As a child growing up in New York City, Leonard took lessons at the Joffrey Ballet School but she also sang in school and church choirs. Her first really systematic vocal study began when she joined the Manhattan School of Music’s Children’s Festival Chorus at around age 11.

“Christine Jordanoff was the chorus director,” said Leonard. ”She taught the Kodaly technique. For children, that’s a wonderful thing. It’s very easy and natural and organic. I was there for about five years, until the middle of high school. And by that point I was already at LaGuardia [High School for Music and Art and the Performing Arts] singing. Everything sort of dovetailed, from one to the next. And I kept on dancing even though I stopped ballet before I went to high school. I took tap and jazz, I kept up my proficiency in different styles.”

That proficiency in movement as well as singing served Leonard well earlier this year when she made her Lyric Opera of Chicago debut, singing Rosina in a new production of Rossini’s The Barber of Seville. The production was also a debut for director Rob Ashford, whose staging was lively and inventive, full of deft comedy but also emphasizing the love story between the savvy Rosina and the handsome Almaviva (Alex Shrader).

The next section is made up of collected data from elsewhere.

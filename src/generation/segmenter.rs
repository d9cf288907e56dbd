//! # Grid Segmenter
//!
//! Recursive randomized binary space partitioning: the full grid rectangle
//! is split into smaller segments until nothing splittable remains or the
//! segment budget is hit. The output exactly tiles the grid; rooms are
//! later merged from these segments.

use crate::generation::{GenerationConfig, RandomSource};
use crate::utils::math::{GridPoint, Rect};
use crate::{DelveError, DelveResult};
use log::{debug, warn};

/// Below this side length a rectangle is never split along that axis.
pub const HARD_SPLIT_LIMIT: i32 = 6;

/// Splits the grid into segments; see [`GridSegmenter::segment`].
#[derive(Debug, Clone)]
pub struct GridSegmenter {
    segments: Vec<Rect>,
}

impl GridSegmenter {
    /// Partitions the configured grid area.
    ///
    /// Deterministic given the random source state. Fails with
    /// [`DelveError::CorruptGrid`] if the resulting segments do not tile
    /// the grid exactly.
    pub fn segment(config: &GenerationConfig, rng: &mut RandomSource) -> DelveResult<GridSegmenter> {
        let threshold = config.min_segment_length * 2;

        let mut splittables = vec![Rect::new(0, 0, config.columns, config.rows)];
        let mut segments: Vec<Rect> = Vec::new();

        while !splittables.is_empty() && splittables.len() + segments.len() < config.max_segments {
            let idx = rng.index(splittables.len());
            let rect = splittables.remove(idx);
            debug!("segmenter: considering splitting {}", rect);

            if rect.height < HARD_SPLIT_LIMIT {
                Self::split_axis(rect, Axis::Width, threshold, config, rng, &mut segments, &mut splittables);
            } else if rect.width < HARD_SPLIT_LIMIT {
                Self::split_axis(rect, Axis::Height, threshold, config, rng, &mut segments, &mut splittables);
            } else if rng.range(0, 2) == 0 {
                Self::split_axis(rect, Axis::Width, threshold, config, rng, &mut segments, &mut splittables);
            } else {
                Self::split_axis(rect, Axis::Height, threshold, config, rng, &mut segments, &mut splittables);
            }

            debug!(
                "segmenter: final segments: {}, splitting: {}",
                segments.len(),
                splittables.len()
            );
        }

        if !splittables.is_empty() {
            warn!(
                "segmenter: accepting {} oversized segments because the segment budget is spent",
                splittables.len()
            );
        }
        segments.append(&mut splittables);

        let segmenter = GridSegmenter { segments };
        segmenter.rasterize(config.rows, config.columns)?;
        Ok(segmenter)
    }

    /// The final non-overlapping segments, in acceptance order.
    pub fn segments(&self) -> &[Rect] {
        &self.segments
    }

    /// Rasterizes the segment index grid (1-based ids) for diagnostics,
    /// verifying the tiling invariant on the way: every cell must belong
    /// to exactly one segment.
    pub fn rasterize(&self, rows: i32, columns: i32) -> DelveResult<Vec<Vec<usize>>> {
        let mut grid = vec![vec![0usize; columns.max(0) as usize]; rows.max(0) as usize];

        for row in 0..rows {
            for col in 0..columns {
                let point = GridPoint::new(col, row);
                for (idx, segment) in self.segments.iter().enumerate() {
                    if segment.contains(point) {
                        if grid[row as usize][col as usize] != 0 {
                            return Err(DelveError::CorruptGrid(format!(
                                "segments {} and {} overlap at {}",
                                grid[row as usize][col as usize],
                                idx + 1,
                                point
                            )));
                        }
                        grid[row as usize][col as usize] = idx + 1;
                    }
                }

                if grid[row as usize][col as usize] == 0 {
                    return Err(DelveError::CorruptGrid(format!(
                        "cell {} is covered by no segment",
                        point
                    )));
                }
            }
        }

        Ok(grid)
    }

    fn split_size(length: i32, threshold: i32, config: &GenerationConfig, rng: &mut RandomSource) -> i32 {
        if length > threshold {
            rng.range(config.min_segment_length, length - config.min_segment_length)
        } else {
            length / 2
        }
    }

    fn split_axis(
        rect: Rect,
        axis: Axis,
        threshold: i32,
        config: &GenerationConfig,
        rng: &mut RandomSource,
        segments: &mut Vec<Rect>,
        splittables: &mut Vec<Rect>,
    ) {
        debug!("segmenter: split {} by {:?}", rect, axis);

        let halves = match axis {
            Axis::Width => {
                let split = rect.min.x + Self::split_size(rect.width, threshold, config, rng);
                [
                    Rect::from_min_max(rect.min, GridPoint::new(split, rect.max().y)),
                    Rect::from_min_max(GridPoint::new(split, rect.min.y), rect.max()),
                ]
            }
            Axis::Height => {
                let split = rect.min.y + Self::split_size(rect.height, threshold, config, rng);
                [
                    Rect::from_min_max(rect.min, GridPoint::new(rect.max().x, split)),
                    Rect::from_min_max(GridPoint::new(rect.min.x, split), rect.max()),
                ]
            }
        };

        for half in halves {
            // The axis just split along decides which dimension the
            // over-split roll inspects.
            let split_dim = match axis {
                Axis::Width => half.width,
                Axis::Height => half.height,
            };

            if rng.chance(config.under_split_probability) {
                debug!("segmenter: undersplitting {} ({:?}-split)", half, axis);
                segments.push(half);
            } else if half.width >= threshold || half.height >= threshold {
                splittables.push(half);
            } else if split_dim > HARD_SPLIT_LIMIT && rng.chance(config.over_split_probability) {
                splittables.push(half);
            } else {
                segments.push(half);
            }
        }
    }
}

#[derive(Debug, Clone, Copy, PartialEq, Eq)]
enum Axis {
    Width,
    Height,
}

#[cfg(test)]
mod tests {
    use super::*;

    fn quiet_config(columns: i32, rows: i32) -> GenerationConfig {
        let mut config = GenerationConfig::new(columns, rows, 2, 4);
        config.under_split_probability = 0.0;
        config.over_split_probability = 0.0;
        config
    }

    #[test]
    fn test_small_grid_forces_single_split() {
        // A 6x6 grid with min_segment_length 4 cannot subdivide beyond the
        // first cut: both halves fall below the splittability threshold.
        let mut config = quiet_config(6, 6);
        config.min_segment_length = 4;
        config.max_segments = 16;

        let mut rng = RandomSource::from_seed(1);
        let segmenter = GridSegmenter::segment(&config, &mut rng).unwrap();

        assert_eq!(segmenter.segments().len(), 2);
    }

    #[test]
    fn test_narrow_grid_splits_along_width() {
        // Height below the hard limit forces width splits only.
        let mut config = quiet_config(20, 4);
        config.max_segments = 8;

        let mut rng = RandomSource::from_seed(5);
        let segmenter = GridSegmenter::segment(&config, &mut rng).unwrap();

        for segment in segmenter.segments() {
            assert_eq!(segment.height, 4);
        }
    }

    #[test]
    fn test_segments_tile_grid_exactly() {
        let config = GenerationConfig::grid_size(30);
        let mut rng = RandomSource::from_seed(1234);
        let segmenter = GridSegmenter::segment(&config, &mut rng).unwrap();

        let total_area: i32 = segmenter.segments().iter().map(|s| s.area()).sum();
        assert_eq!(total_area, 30 * 30);

        // rasterize() re-checks exact coverage cell by cell.
        let grid = segmenter.rasterize(30, 30).unwrap();
        assert!(grid.iter().flatten().all(|&id| id > 0));
    }

    #[test]
    fn test_segment_budget_is_respected() {
        let mut config = quiet_config(40, 40);
        config.max_segments = 12;

        let mut rng = RandomSource::from_seed(77);
        let segmenter = GridSegmenter::segment(&config, &mut rng).unwrap();

        assert!(segmenter.segments().len() <= 13);
    }

    #[test]
    fn test_deterministic_given_seed() {
        let config = GenerationConfig::grid_size(24);

        let mut rng_a = RandomSource::from_seed(42);
        let mut rng_b = RandomSource::from_seed(42);
        let a = GridSegmenter::segment(&config, &mut rng_a).unwrap();
        let b = GridSegmenter::segment(&config, &mut rng_b).unwrap();

        assert_eq!(a.segments(), b.segments());
    }
}
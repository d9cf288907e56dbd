//! # Hallway Generator
//!
//! Connects rooms with one-cell-wide corridors: a nearest-neighbour pass,
//! then a healing pass that joins any disconnected components, plus the
//! optional extra and dead-end hallways. Digging validates every step and
//! rolls the whole corridor back on any collision.

use crate::dungeon::grid::{GridLayer, EMPTY_SPACE, ROOM_EXIT, ROOM_FORBIDDEN_EXIT};
use crate::dungeon::hallway::{Hallway, HallwayId};
use crate::dungeon::room::{Room, RoomId};
use crate::generation::{GenerationConfig, RandomSource};
use crate::utils::math::GridPoint;
use crate::{DelveError, DelveResult};
use log::{debug, error, warn};
use pathfinding::prelude::bfs_reach;
use std::collections::HashSet;

/// Shortest and longest (exclusive) dead-end corridor to attempt.
const DEAD_END_LENGTH_RANGE: (i32, i32) = (2, 8);

/// Digs hallways and owns the hallway registry.
#[derive(Debug, Clone, Default)]
pub struct HallwayGenerator {
    hallways: Vec<Hallway>,
}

Rosina is one of Leonard’s signature roles, but she was open to Ashford’s ideas about the piece.

“I was so blessed to have her as Rosina,” said Ashford. “She’s played the role, but she came into it with a completely open mind, to reinvent it. You’d never know she’d played the role before. There was never once where she said, ‘Normally, I like to….’ That was pretty extraordinary, I have to say. Often, if performers have done a role before, they want to bring at least one bag of tricks with them.

“And she’s such a fine actress. That was really helpful to me particularly. Certainly Barber is a comedy, but it also is a romance, and I really wanted that to come through. I was hoping that a lot of the humor could come out of the extreme feelings they had for each other— love and lust, both.

Baritone Nathan Gunn, a major star in his own right, was the wily but good-hearted Figaro in Lyric’s Barber. He has worked periodically with Leonard since 2007 when he sang Mercutio in the production of Romeo et Juliette that marked her Met debut.

“When it comes to actually working hard,” said Gunn, “she likes to work, which is great. Some people kind of like to waste time, but she likes to work. She’s very organized, which is helpful. She’s a very quick study. It’s always about telling a story rather than looking good as an individual. She’s not thinking about her dress, or how her own character is coming across. She’s very collegial.”

After Lyric’s Barber closed in late February, Gunn and Leonard appeared in a different production of the opera in Dallas. She joined Gunn and his wife, pianist Julie Gunn, on a recital May 1 at the University of Illinois in Champaign-Urbana. In August 2015 the two singers are scheduled to create roles in the world premiere of Jennifer Higdon’s adaptation of Charles Frazier’s best-selling novel Cold Mountain at the Santa Fe Opera.

Until then, for Leonard there will be opera performances, concerts and recitals in New York and Vienna, Munich and Washington, D. C. and points beyond. Maybe the future years will hold some musical theater as well.

“I would love to do that,” she said emphatically. “The music is fun and the music is beautiful. And the lyrics are often very poignant and very appropriate, as appropriate as lyrics in opera. I think there’s a huge misconception that some of that music is less intellectual or not as sophisticated as opera. I think we’re doing a huge disservice to the audience if we continue to allow there to be such a divide between that type of music and opera.

Because originally that music was sung by classically trained singers. That music is part of our history in this country. Sometimes in the opera world the most exotic thing is foreign, but that doesn’t mean it’s the best.”

“She’d be great at it,” said Ashford. “She’s a great actress, she’s a great singer and she can dance as well. The sky should be the limit for her.”

Mezzo-soprano Isabel Leonard performs with pianist Vlad Iftinca 4 p.m. May 18 at Gusman Concert Hall, Frost School of Music, University of Miami, 1314 Miller Dr., Coral Gables. sundaymusicals.org.